Comme la pluie était forte, elle finit par emplir le petit ruisseau. De temps en temps on entendait un mur tomber dans le village, un toit s'affaisser; les animaux, effarouchés par la bataille, reprenaient confiance et sortaient au petit jour: une chèvre bêlait dans l'étable voisine; un grand chien de berger, la queue traînante, passa, regardant les morts; le cheval en le voyant se mit à souffler d'une façon terrible; il le prenait peut-être pour un loup, et le chien se sauva.
Après la première bataille de Leipzig on le jette à l'hôpital. Il s'y guérit lentement. La seconde bataille entraîne toute l'armée française, les alliés deviennent ennemis, il revient se traînant à la suite du bataillon. À Hanau il tombe malade du typhus, Zébédé, son camarade de Phalsbourg, le sollicite de se relever pour atteindre les chariots de l'ambulance.
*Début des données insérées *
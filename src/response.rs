//! Read-only extraction over conversational search responses
//!
//! The response is treated as an opaque JSON tree with two regions of
//! interest: the generated answer at
//! `ext.retrieval_augmented_generation.answer` and the ranked hits at
//! `hits.hits[]`. Extraction never fails; a missing or malformed region
//! degrades to "absent" so callers can render partial responses.

use serde_json::{Map, Value};

/// One ranked hit from a search response
#[derive(Debug, Clone, PartialEq)]
pub struct SearchHit {
    /// Relevance score; `0.0` when `_score` is missing or not a number
    pub score: f64,
    /// The `_source` document, with the field set determined by the
    /// `_source` filter sent in the request
    pub source: Map<String, Value>,
}

/// Extract the generated answer, if the pipeline produced one.
///
/// Returns `None` when any intermediate node is missing, null, or not a
/// string; a generation-less response is expected, not exceptional.
#[must_use]
pub fn extract_answer(response: &Value) -> Option<&str> {
    response
        .get("ext")?
        .get("retrieval_augmented_generation")?
        .get("answer")?
        .as_str()
}

/// Extract the ranked hits in server order.
///
/// Returns `None` when the `hits.hits` path is missing (distinct from
/// `Some` of an empty vector, which means the search matched nothing).
/// Individual hits with a malformed score keep their position with a score
/// of `0.0`.
#[must_use]
pub fn extract_hits(response: &Value) -> Option<Vec<SearchHit>> {
    let hits = response.get("hits")?.get("hits")?.as_array()?;
    Some(
        hits.iter()
            .map(|hit| SearchHit {
                score: hit.get("_score").and_then(Value::as_f64).unwrap_or(0.0),
                source: hit
                    .get("_source")
                    .and_then(Value::as_object)
                    .cloned()
                    .unwrap_or_default(),
            })
            .collect(),
    )
}

/// Render a search response for human consumption.
///
/// Pure formatting over [`extract_answer`] and [`extract_hits`]; absent
/// regions are simply omitted from the output.
#[must_use]
pub fn render_results(response: &Value) -> String {
    let mut output = String::from("=== Conversational Search Results ===\n");

    if let Some(answer) = extract_answer(response) {
        output.push_str("\nGenerated Answer:\n");
        output.push_str(answer);
        output.push('\n');
    }

    if let Some(hits) = extract_hits(response) {
        if !hits.is_empty() {
            output.push_str("\nRetrieved Documents:\n");
            for (i, hit) in hits.iter().enumerate() {
                output.push_str(&format!("\nDocument {}:\n", i + 1));
                output.push_str(&format!("Score: {}\n", hit.score));
                output.push_str(&format!(
                    "Content: {}\n",
                    Value::Object(hit.source.clone())
                ));
            }
        }
    }

    output.push_str("\n======================================\n");
    output
}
L'espoir d'être rejoint par Zébédé me remontait le cœur, mais je n'avait plus la force de porter mon fusil, il me paraissait lourd comme du plomb. Je ne pouvais plus manger, et mes genoux tremblaient; malgré cela, je ne désespérais pas encore, je me disais en moi-même: «Ce n'est rien... Quand tu verras le clocher de Phalsbourg, tes fièvres passeront. Tu auras un bon air, Catherine te soignera... Tout ira bien... Vous vous marierez ensemble.»
J'en voyais d'autres comme moi qui restaient en route, mais j'étais bien loin de me trouver aussi malade qu'eux.
J'avais toujours bonne confiance, lorsqu'à trois lieues de Fulde, sur la route de Salmunster, pendant une halte, on apprit que cinquante mille Bavarois venaient se mettre en travers de notre retraite, et qu'ils étaient postés dans de grandes forêts où nous devions passer. Cette nouvelle me porta le dernier coup, parce que je ne me sentais plus la force d'avancer, ni d'ajuster, ni de me défendre à la baïonnette, et que toutes mes peines pour venir de si loin étaient perdues. Je fis pourtant encore un effort lorsqu'on nous ordonna de marcher et j'essayai de me lever.
«Allons, Joseph, me disait Zébédé, voyons... du courage!...»
Mais je ne pouvais pas et je me mis à sangloter en criant:
—Lève-toi, faisait-il.
—Je ne peux pas... mon Dieu... je ne peux pas!»